Lars overhears and refused to listen to his father that polar bears and seals cannot be friends so they resumed on being friends with Robby. Understanding that they cannot be separated. Brutus held up a meeting telling that everything went upside down because of them. Nina argued that they cannot be separated because of their bond. However, their argument was interrupted when the four lemmings commented that the world is glum and one of the lemmings with a red nose started to fall and was rescued by a penguin named Caruso. Sophocles admitted that if he can find a way to cheer the lemmings, they can settle their differences. Lars suggested that the seals can gather fish for the bears so they can be protected. With the new rules settled, Robby and Lars can be together.

Later that night, Lars has gotten separated from his father when a piece of the ice broke, leaving him alone at sea. He was taken to the south where he meets Henry the hippo who takes him home with the help up Marcus, the eagle, and Samson the orca.

Upon returning, Lars and his friends learned that the fish have disappeared and they knew they needed to head to the human village to see if the humans have any.
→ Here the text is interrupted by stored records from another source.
#![allow(clippy::result_large_err)]
//! # Kinetic Core
//!
//! GraphQL API for fitness tracking: users, routines, exercises and logged
//! workout sessions, guarded by ranked resource permissions.
//!
//! ## Architecture
//!
//! - **RBAC**: Ranked `RESOURCE:ACTION` grants and the per-request authorization context
//! - **GraphQL**: Schema, field guards, custom scalars and document cost limits
//! - **Database**: PostgreSQL persistence with cascading deletes and seed fixtures
//! - **Middleware**: JWT / API key authentication and CSRF prevention
//! - **Cache**: Short-lived response cache keyed by principal and grants
//! - **Observability**: Structured logging, distributed tracing and Prometheus metrics

pub mod api;
pub mod cache;
pub mod config;
pub mod db;
pub mod error;
pub mod graphql;
pub mod middleware;
pub mod observability;
pub mod rbac;

pub use error::{ErrorCode, ErrorContext, ErrorDetails, ErrorSeverity, KineticError, Result};

/// Re-export commonly used types
pub mod prelude {
    pub use crate::api::{build_router, AppState};
    pub use crate::cache::{OperationKind, ResponseCache, ResponseCacheConfig};
    pub use crate::config::Config;
    pub use crate::db::{Database, Page, Patch};
    pub use crate::error::{ErrorCode, ErrorContext, ErrorDetails, ErrorSeverity, KineticError, Result};
    pub use crate::graphql::{build_schema, KineticSchema, QueryLimits, QueryLimitsConfig};
    pub use crate::middleware::{
        AuthConfig, AuthContext, AuthError, AuthLayer, AuthMethod, Claims, CsrfConfig, CsrfLayer,
    };
    pub use crate::rbac::{
        resources, AuthorizationContext, PermissionAction, PermissionGrant, PolicyDecision,
        PolicyError, RequirePermission,
    };
}
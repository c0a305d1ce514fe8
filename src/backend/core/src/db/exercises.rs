//! Exercise catalogue queries.

use super::{Assignments, Database, ExerciseRow, Page, Patch, TargetMuscle};
use crate::error::{KineticError, Result};
use crate::graphql::scalars::JsonObject;

#[derive(Debug, Clone, Default)]
pub struct ExerciseFilter {
    pub name: Option<String>,
    pub target_muscle: Option<TargetMuscle>,
}

#[derive(Debug, Clone)]
pub struct NewExercise {
    pub name: String,
    pub target_muscle: TargetMuscle,
    pub icon_url: String,
    pub poster_url: String,
    pub instructions: Option<JsonObject>,
    pub cues: Option<JsonObject>,
    pub overview: Option<String>,
}

#[derive(Debug, Clone, Default)]
pub struct ExerciseChanges {
    pub name: Patch<String>,
    pub target_muscle: Patch<TargetMuscle>,
    pub icon_url: Patch<String>,
    pub poster_url: Patch<String>,
    pub instructions: Patch<JsonObject>,
    pub cues: Patch<JsonObject>,
    pub overview: Patch<String>,
}

impl Database {
    pub async fn exercise(&self, id: i32) -> Result<Option<ExerciseRow>> {
        let row = sqlx::query_as::<_, ExerciseRow>("SELECT * FROM exercises WHERE id = $1")
            .bind(id)
            .fetch_optional(&self.pool)
            .await?;
        Ok(row)
    }

    /// Exercises matching the filters, alphabetically.
    pub async fn exercises(&self, filter: &ExerciseFilter, page: Page) -> Result<Vec<ExerciseRow>> {
        let rows = sqlx::query_as::<_, ExerciseRow>(
            r#"
            SELECT * FROM exercises
            WHERE ($1::text IS NULL OR name LIKE '%' || $1 || '%')
              AND ($2::target_muscle IS NULL OR target_muscle = $2)
            ORDER BY name ASC
            OFFSET $3 LIMIT $4
            "#,
        )
        .bind(filter.name.as_deref())
        .bind(filter.target_muscle)
        .bind(page.skip)
        .bind(page.take)
        .fetch_all(&self.pool)
        .await?;
        Ok(rows)
    }

    pub async fn create_exercise(&self, exercise: NewExercise) -> Result<ExerciseRow> {
        let row = sqlx::query_as::<_, ExerciseRow>(
            r#"
            INSERT INTO exercises (name, target_muscle, icon_url, poster_url, instructions, cues, overview)
            VALUES ($1, $2, $3, $4, $5, $6, $7)
            RETURNING *
            "#,
        )
        .bind(exercise.name)
        .bind(exercise.target_muscle)
        .bind(exercise.icon_url)
        .bind(exercise.poster_url)
        .bind(exercise.instructions)
        .bind(exercise.cues)
        .bind(exercise.overview)
        .fetch_one(&self.pool)
        .await?;
        Ok(row)
    }

    pub async fn update_exercise(&self, id: i32, changes: ExerciseChanges) -> Result<ExerciseRow> {
        let mut set = Assignments::new("exercises");
        set.set("name", changes.name)
            .set("target_muscle", changes.target_muscle)
            .set("icon_url", changes.icon_url)
            .set("poster_url", changes.poster_url)
            .set("instructions", changes.instructions)
            .set("cues", changes.cues)
            .set("overview", changes.overview);

        if set.is_empty() {
            return self
                .exercise(id)
                .await?
                .ok_or_else(|| KineticError::not_found("Exercise", id));
        }

        let mut query = set.where_clause();
        query.push("id = ").push_bind(id).push(" RETURNING *");

        query
            .build_query_as::<ExerciseRow>()
            .fetch_optional(&self.pool)
            .await?
            .ok_or_else(|| KineticError::not_found("Exercise", id))
    }

    /// Delete an exercise and its routine entries in one transaction.
    pub async fn delete_exercise(&self, id: i32) -> Result<bool> {
        let mut tx = self.pool.begin().await?;

        sqlx::query("DELETE FROM routine_exercises WHERE exercise_id = $1")
            .bind(id)
            .execute(&mut *tx)
            .await?;
        let result = sqlx::query("DELETE FROM exercises WHERE id = $1")
            .bind(id)
            .execute(&mut *tx)
            .await?;

        tx.commit().await?;
        Ok(result.rows_affected() > 0)
    }
}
Lars was rescued by an Inuit girl named Lena, who recognized him when she saw him and Robby playing the other day. He also began to learn that a ship, which the humans call the Black Mouth has been eating everyone's fish. After he returned home, Lars was scolded by Mika for going to the human settlement. He tried to explain his father that the Black Mouth was stealing the fish but he refused. To prove his father wrong, he runs away.
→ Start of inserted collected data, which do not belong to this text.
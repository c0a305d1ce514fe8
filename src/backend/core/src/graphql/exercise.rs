//! Exercise catalogue.

use async_graphql::{Context, MaybeUndefined, Object, ResultExt};

use super::db;
use super::scalars::JsonObject;
use crate::db::exercises::{ExerciseChanges, ExerciseFilter, NewExercise};
use crate::db::{ExerciseRow, Page, TargetMuscle};
use crate::rbac::{resources, PermissionAction, RequirePermission};

type Result<T> = async_graphql::Result<T>;

#[derive(Default)]
pub struct ExerciseQuery;

#[Object]
impl ExerciseQuery {
    #[graphql(guard = "RequirePermission::new(resources::EXERCISE, PermissionAction::View)")]
    async fn exercise(&self, ctx: &Context<'_>, id: i32) -> Result<Option<ExerciseRow>> {
        db(ctx)?.exercise(id).await.extend()
    }

    #[graphql(guard = "RequirePermission::new(resources::EXERCISE, PermissionAction::View)")]
    async fn exercises(
        &self,
        ctx: &Context<'_>,
        #[graphql(default = 0)] skip: i32,
        #[graphql(default = 10)] take: i32,
        name: Option<String>,
        target_muscle: Option<TargetMuscle>,
    ) -> Result<Vec<ExerciseRow>> {
        let filter = ExerciseFilter {
            name,
            target_muscle,
        };
        db(ctx)?.exercises(&filter, Page::new(skip, take)).await.extend()
    }
}

#[derive(Default)]
pub struct ExerciseMutation;

#[Object]
impl ExerciseMutation {
    #[graphql(guard = "RequirePermission::new(resources::EXERCISE, PermissionAction::Create)")]
    #[allow(clippy::too_many_arguments)]
    async fn create_exercise(
        &self,
        ctx: &Context<'_>,
        name: String,
        target_muscle: TargetMuscle,
        icon_url: String,
        poster_url: String,
        instructions: Option<JsonObject>,
        cues: Option<JsonObject>,
        overview: Option<String>,
    ) -> Result<ExerciseRow> {
        let exercise = NewExercise {
            name,
            target_muscle,
            icon_url,
            poster_url,
            instructions,
            cues,
            overview,
        };
        db(ctx)?.create_exercise(exercise).await.extend()
    }

    #[graphql(guard = "RequirePermission::new(resources::EXERCISE, PermissionAction::Edit)")]
    #[allow(clippy::too_many_arguments)]
    async fn update_exercise(
        &self,
        ctx: &Context<'_>,
        id: i32,
        name: Option<String>,
        target_muscle: Option<TargetMuscle>,
        icon_url: Option<String>,
        poster_url: Option<String>,
        instructions: MaybeUndefined<JsonObject>,
        cues: MaybeUndefined<JsonObject>,
        overview: MaybeUndefined<String>,
    ) -> Result<ExerciseRow> {
        let changes = ExerciseChanges {
            name: name.into(),
            target_muscle: target_muscle.into(),
            icon_url: icon_url.into(),
            poster_url: poster_url.into(),
            instructions: instructions.into(),
            cues: cues.into(),
            overview: overview.into(),
        };
        db(ctx)?.update_exercise(id, changes).await.extend()
    }

    /// Also removes the exercise from every routine.
    #[graphql(guard = "RequirePermission::new(resources::EXERCISE, PermissionAction::Delete)")]
    async fn delete_exercise(&self, ctx: &Context<'_>, id: i32) -> Result<bool> {
        db(ctx)?.delete_exercise(id).await.extend()
    }
}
Meanwhile, Brutus, Bert and Boris have not eaten any fish and Brutus suggested they should stick with the old rules. However, their plans are interrupted when they see the Black Mouth heading their way and devouring all the seals, including Robby, and the polar bears. Lars, realizing that he needs to save them, has to lure the ship to the rock so it can be damaged. While he leads the ship to the rock, Gretta and Anna are alerted by Peeps, telling that Lars is in trouble. Caruso is also warned by the Lemmings.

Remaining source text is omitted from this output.